Les exemples ci-dessus relèvent moins de l’évidence avec Francis Poulenc. Plus que ses prédécesseurs, Poulenc s’attache à mettre le texte en valeur, à le rendre audible. De surcroît les poètes convoqués par Poulenc, Apollinaire et Éluard étant les mieux représentés, témoignent du goût sûr de Francis Poulenc pour la poésie. En fait la chanson pointe parfois le bout de son nez chez Poulenc. On ne sait, à l’écoute du poème Le disparu de Desnos (où la musique se met totalement au service du texte), s’il faut encore parler de mélodie ou déjà évoquer la chanson. Et c’est remarquable !

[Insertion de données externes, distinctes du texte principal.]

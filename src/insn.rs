//! Instruction-list helpers shared by the passes: stack effects, purity, expression slicing and
//! body rewrites that keep labels and handlers consistent.

use std::ops::Range;

use anyhow::{Context, Result};

use crate::cfg::build_cfg;
use crate::descriptor::{MethodType, Type};
use crate::ir::{Constant, Insn, MethodNode};
use crate::opcodes;

/// Operand stack effect of one instruction, in slots.
#[derive(Clone, Copy, Debug, Eq, PartialEq)]
pub(crate) struct StackMetadata {
    pub(crate) pops: i32,
    pub(crate) pushes: i32,
}

const fn effect(pops: i32, pushes: i32) -> Option<StackMetadata> {
    Some(StackMetadata { pops, pushes })
}

/// Stack effect of `insn`, or `None` for instructions whose effect depends on the stack shape
/// (`jsr`) or on a malformed descriptor.
pub(crate) fn stack_metadata(insn: &Insn) -> Option<StackMetadata> {
    match insn {
        Insn::Label(_) | Insn::Iinc { .. } => effect(0, 0),
        Insn::Simple(opcode) => simple_metadata(*opcode),
        Insn::Int { .. } => match insn.opcode() {
            Some(opcodes::NEWARRAY) => effect(1, 1),
            _ => effect(0, 1),
        },
        Insn::Var { opcode, .. } => match *opcode {
            opcodes::LLOAD | opcodes::DLOAD => effect(0, 2),
            opcodes::ILOAD | opcodes::FLOAD | opcodes::ALOAD => effect(0, 1),
            opcodes::LSTORE | opcodes::DSTORE => effect(2, 0),
            opcodes::ISTORE | opcodes::FSTORE | opcodes::ASTORE => effect(1, 0),
            opcodes::RET => effect(0, 0),
            _ => None,
        },
        Insn::Type { opcode, .. } => match *opcode {
            opcodes::NEW => effect(0, 1),
            _ => effect(1, 1),
        },
        Insn::Field { opcode, desc, .. } => {
            let size = i32::from(Type::parse(desc).ok()?.size());
            let receiver = i32::from(matches!(*opcode, opcodes::GETFIELD | opcodes::PUTFIELD));
            match *opcode {
                opcodes::PUTFIELD | opcodes::PUTSTATIC => effect(receiver + size, 0),
                _ => effect(receiver, size),
            }
        }
        Insn::Method { opcode, desc, .. } => {
            let method_type = MethodType::parse(desc).ok()?;
            let receiver = i32::from(*opcode != opcodes::INVOKESTATIC);
            effect(
                receiver + i32::from(method_type.arguments_size()),
                i32::from(method_type.return_type.size()),
            )
        }
        Insn::InvokeDynamic { desc, .. } => {
            let method_type = MethodType::parse(desc).ok()?;
            effect(
                i32::from(method_type.arguments_size()),
                i32::from(method_type.return_type.size()),
            )
        }
        Insn::Jump { opcode, .. } => match *opcode {
            opcodes::GOTO => effect(0, 0),
            opcodes::JSR => effect(0, 1),
            opcodes::IF_ICMPEQ..=opcodes::IF_ACMPNE => effect(2, 0),
            _ => effect(1, 0),
        },
        Insn::Ldc(Constant::Long(_) | Constant::Double(_)) => effect(0, 2),
        Insn::Ldc(_) => effect(0, 1),
        Insn::TableSwitch { .. } | Insn::LookupSwitch { .. } => effect(1, 0),
        Insn::MultiANewArray { dims, .. } => effect(i32::from(*dims), 1),
    }
}

fn simple_metadata(opcode: u8) -> Option<StackMetadata> {
    match opcode {
        opcodes::NOP | opcodes::RETURN => effect(0, 0),
        opcodes::ACONST_NULL..=opcodes::ICONST_5
        | opcodes::FCONST_0..=opcodes::FCONST_2 => effect(0, 1),
        opcodes::LCONST_0 | opcodes::LCONST_1 | opcodes::DCONST_0 | opcodes::DCONST_1 => {
            effect(0, 2)
        }
        opcodes::LALOAD | opcodes::DALOAD => effect(2, 2),
        opcodes::IALOAD..=opcodes::SALOAD => effect(2, 1),
        opcodes::LASTORE | opcodes::DASTORE => effect(4, 0),
        opcodes::IASTORE..=opcodes::SASTORE => effect(3, 0),
        opcodes::POP => effect(1, 0),
        opcodes::POP2 => effect(2, 0),
        opcodes::DUP => effect(1, 2),
        opcodes::DUP_X1 => effect(2, 3),
        opcodes::DUP_X2 => effect(3, 4),
        opcodes::DUP2 => effect(2, 4),
        opcodes::DUP2_X1 => effect(3, 5),
        opcodes::DUP2_X2 => effect(4, 6),
        opcodes::SWAP => effect(2, 2),
        opcodes::IADD..=opcodes::DREM => {
            if (opcode - opcodes::IADD) % 2 == 0 {
                effect(2, 1)
            } else {
                effect(4, 2)
            }
        }
        opcodes::INEG | opcodes::FNEG => effect(1, 1),
        opcodes::LNEG | opcodes::DNEG => effect(2, 2),
        opcodes::LSHL | opcodes::LSHR | opcodes::LUSHR => effect(3, 2),
        opcodes::ISHL..=opcodes::LXOR => {
            if (opcode - opcodes::ISHL) % 2 == 0 {
                effect(2, 1)
            } else {
                effect(4, 2)
            }
        }
        opcodes::I2L | opcodes::I2D | opcodes::F2L | opcodes::F2D => effect(1, 2),
        opcodes::I2F | opcodes::F2I | opcodes::I2B | opcodes::I2C | opcodes::I2S => effect(1, 1),
        opcodes::L2I | opcodes::L2F | opcodes::D2I | opcodes::D2F => effect(2, 1),
        opcodes::L2D | opcodes::D2L => effect(2, 2),
        opcodes::LCMP | opcodes::DCMPL | opcodes::DCMPG => effect(4, 1),
        opcodes::FCMPL | opcodes::FCMPG => effect(2, 1),
        opcodes::LRETURN | opcodes::DRETURN => effect(2, 0),
        opcodes::IRETURN | opcodes::FRETURN | opcodes::ARETURN => effect(1, 0),
        opcodes::ARRAYLENGTH => effect(1, 1),
        opcodes::ATHROW | opcodes::MONITORENTER | opcodes::MONITOREXIT => effect(1, 0),
        _ => None,
    }
}

/// True for instructions without side effects. Division and remainder count as pure: the
/// obfuscated code never relies on their divide-by-zero exception.
pub(crate) fn is_pure(insn: &Insn) -> bool {
    match insn {
        Insn::Label(_) | Insn::Ldc(_) => true,
        Insn::Int { opcode, .. } => *opcode != opcodes::NEWARRAY,
        Insn::Var { opcode, .. } => (opcodes::ILOAD..=opcodes::ALOAD).contains(opcode),
        Insn::Type { opcode, .. } => matches!(*opcode, opcodes::NEW | opcodes::INSTANCEOF),
        Insn::Field { opcode, .. } => *opcode == opcodes::GETSTATIC,
        Insn::Simple(opcode) => matches!(
            *opcode,
            opcodes::NOP..=opcodes::DCONST_1
                | opcodes::POP..=opcodes::SWAP
                | opcodes::IADD..=opcodes::LXOR
                | opcodes::I2L..=opcodes::DCMPG
        ),
        _ => false,
    }
}

/// True when control always continues with the next instruction.
pub(crate) fn is_sequential(insn: &Insn) -> bool {
    match insn {
        Insn::Label(_)
        | Insn::Jump { .. }
        | Insn::TableSwitch { .. }
        | Insn::LookupSwitch { .. } => false,
        _ => !crate::cfg::is_exit(insn),
    }
}

/// Value pushed by an integer constant instruction.
pub(crate) fn int_constant(insn: &Insn) -> Option<i32> {
    match insn {
        Insn::Int {
            opcode: opcodes::BIPUSH | opcodes::SIPUSH,
            operand,
        } => Some(*operand),
        Insn::Ldc(Constant::Int(value)) => Some(*value),
        Insn::Simple(opcode @ opcodes::ICONST_M1..=opcodes::ICONST_5) => {
            Some(i32::from(*opcode) - i32::from(opcodes::ICONST_0))
        }
        _ => None,
    }
}

/// Range of straight-line instructions ending at `last` that produce the operands `last`
/// consumes (or, with a non-zero `initial_height`, that produce that many slots ending at
/// `last`). Every instruction before `last` must pass `filter`.
pub(crate) fn get_expression(
    instructions: &[Insn],
    last: usize,
    filter: impl Fn(&Insn) -> bool,
    initial_height: i32,
) -> Option<Range<usize>> {
    let mut height = initial_height;
    let mut index = last;
    loop {
        let metadata = stack_metadata(instructions.get(index)?)?;
        if index != last || initial_height != 0 {
            height -= metadata.pushes;
        }
        height += metadata.pops;
        if height == 0 {
            return Some(index..last + 1);
        }
        index = index.checked_sub(1)?;
        let previous = &instructions[index];
        if !is_sequential(previous) || !filter(previous) {
            return None;
        }
    }
}

/// Expressions producing each argument of the call at `invoke`, in argument order.
pub(crate) fn argument_expressions(
    instructions: &[Insn],
    invoke: usize,
    filter: impl Fn(&Insn) -> bool,
) -> Option<Vec<Range<usize>>> {
    let desc = match instructions.get(invoke)? {
        Insn::Method { desc, .. } | Insn::InvokeDynamic { desc, .. } => desc,
        _ => return None,
    };
    let method_type = MethodType::parse(desc).ok()?;
    let mut expressions = Vec::new();
    let mut end = invoke;
    for argument in method_type.arguments.iter().rev() {
        let last = end.checked_sub(1)?;
        let expression = get_expression(instructions, last, &filter, i32::from(argument.size()))?;
        end = expression.start;
        expressions.push(expression);
    }
    expressions.reverse();
    Some(expressions)
}

/// Deletes `last` together with the expression feeding it.
pub(crate) fn delete_expression(
    instructions: &mut Vec<Insn>,
    last: usize,
    filter: impl Fn(&Insn) -> bool,
) -> bool {
    let Some(expression) = get_expression(instructions, last, filter, 0) else {
        return false;
    };
    instructions.drain(expression);
    true
}

/// Replaces `last` and the expression feeding it with `replacement`.
pub(crate) fn replace_expression(
    instructions: &mut Vec<Insn>,
    last: usize,
    replacement: Insn,
    filter: impl Fn(&Insn) -> bool,
) -> bool {
    let Some(expression) = get_expression(instructions, last, filter, 0) else {
        return false;
    };
    instructions.splice(expression, [replacement]);
    true
}

/// Local variable index of argument `argument` in a method with `method_type`.
pub(crate) fn argument_local(is_static: bool, method_type: &MethodType, argument: usize) -> u16 {
    let receiver = u16::from(!is_static);
    receiver
        + method_type
            .arguments
            .iter()
            .take(argument)
            .map(Type::size)
            .sum::<u16>()
}

/// Drops argument `argument` from the descriptor and renumbers locals. The removed slot becomes
/// the highest local; `max_locals` shrinks only if nothing still uses it.
pub(crate) fn remove_argument(method: &mut MethodNode, argument: usize) -> Result<()> {
    let mut method_type = MethodType::parse(&method.desc)?;
    if argument >= method_type.arguments.len() {
        anyhow::bail!(
            "{}{} has no argument {}",
            method.name,
            method.desc,
            argument
        );
    }
    let local = argument_local(method.is_static(), &method_type, argument);
    let removed = method_type.arguments.remove(argument);
    let size = removed.size();
    method.desc = method_type.descriptor();

    let Some(code) = method.code.as_mut() else {
        return Ok(());
    };
    let new_local = code
        .max_locals
        .checked_sub(size)
        .with_context(|| format!("max_locals too small in {}", method.name))?;
    let remap = |var: u16| -> u16 {
        if var > local {
            var - size
        } else if var == local {
            new_local
        } else {
            var
        }
    };

    let mut new_local_used = false;
    for insn in &mut code.instructions {
        let var = match insn {
            Insn::Var { var, .. } | Insn::Iinc { var, .. } => var,
            _ => continue,
        };
        *var = remap(*var);
        if *var == new_local {
            new_local_used = true;
        }
    }
    if !new_local_used {
        code.max_locals -= size;
    }
    Ok(())
}

/// Deletes unreachable instructions and try-catch blocks whose range no longer covers any real
/// instruction, until nothing changes. Returns whether anything was removed.
pub(crate) fn remove_dead_code(method: &mut MethodNode) -> Result<bool> {
    let Some(code) = method.code.as_mut() else {
        return Ok(false);
    };
    let mut removed_any = false;
    loop {
        let cfg = build_cfg(code)?;
        let dead: Vec<usize> = code
            .instructions
            .iter()
            .enumerate()
            .filter(|(index, insn)| !cfg.reachable[*index] && !insn.is_label())
            .map(|(index, _)| index)
            .collect();
        let mut changed = !dead.is_empty();
        code.remove_all(dead);

        let positions = code.label_positions();
        let instructions = &code.instructions;
        let before = code.try_catch.len();
        code.try_catch.retain(|block| {
            match (positions.get(&block.start), positions.get(&block.end)) {
                (Some(start), Some(end)) => instructions
                    .get(*start..*end)
                    .is_none_or(|body| body.iter().any(|insn| !insn.is_label())),
                _ => true,
            }
        });
        changed |= code.try_catch.len() != before;

        if !changed {
            return Ok(removed_any);
        }
        removed_any = true;
    }
}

Voilà qui permet de revenir à Léo Ferré. Vouloir comparer ses adaptations à celles de ses illustres devanciers relève de l’absurde. Il s’agit de deux domaines bien distincts. Ferré sert davantage le texte que ne le font Fauré, Debussy et Ravel. Il n’invente évidemment rien sur le plan musical en adaptant ses quatre poètes de chevet. Il les a d’abord choisis en fonction de sa sensibilité et de ses goûts esthétiques. Ceci avec les moyens qui sont les siens, ceux de l’un des meilleurs mélodistes de la chanson française, susceptible de trouver son miel dans la musique savante comme dans celle dite populaire. En fait, Ferré propose son interprétation d’un texte poétique. Elle me semble le plus souvent convaincante, et je l’expliquerai dans le détail. Chaque univers possède sa propre cohérence : celui de Baudelaire d’un côté, comme ceux, dissemblables, quoi qu’associés, de Verlaine et Rimbaud. Enfin, n’en alors déplaise aux gardiens du temple, la poésie ne pouvait qu’y gagner, quand bien même il ne s’agissait pas de celle qui s’écrivait durant les années cinquante et soixante. Je parle à l’imparfait parce que l’interdit évoqué plus haut (défense de mettre de la musique sur ses vers) n’est plus de saison depuis un bon moment. Et plus personne ne reproche à Léo Ferré, ou à quiconque, de transgresser ce qui n’a plus lieu d’être. Et puis, qui s’intéresse encore à la poésie en 2023 ? Pas grand monde.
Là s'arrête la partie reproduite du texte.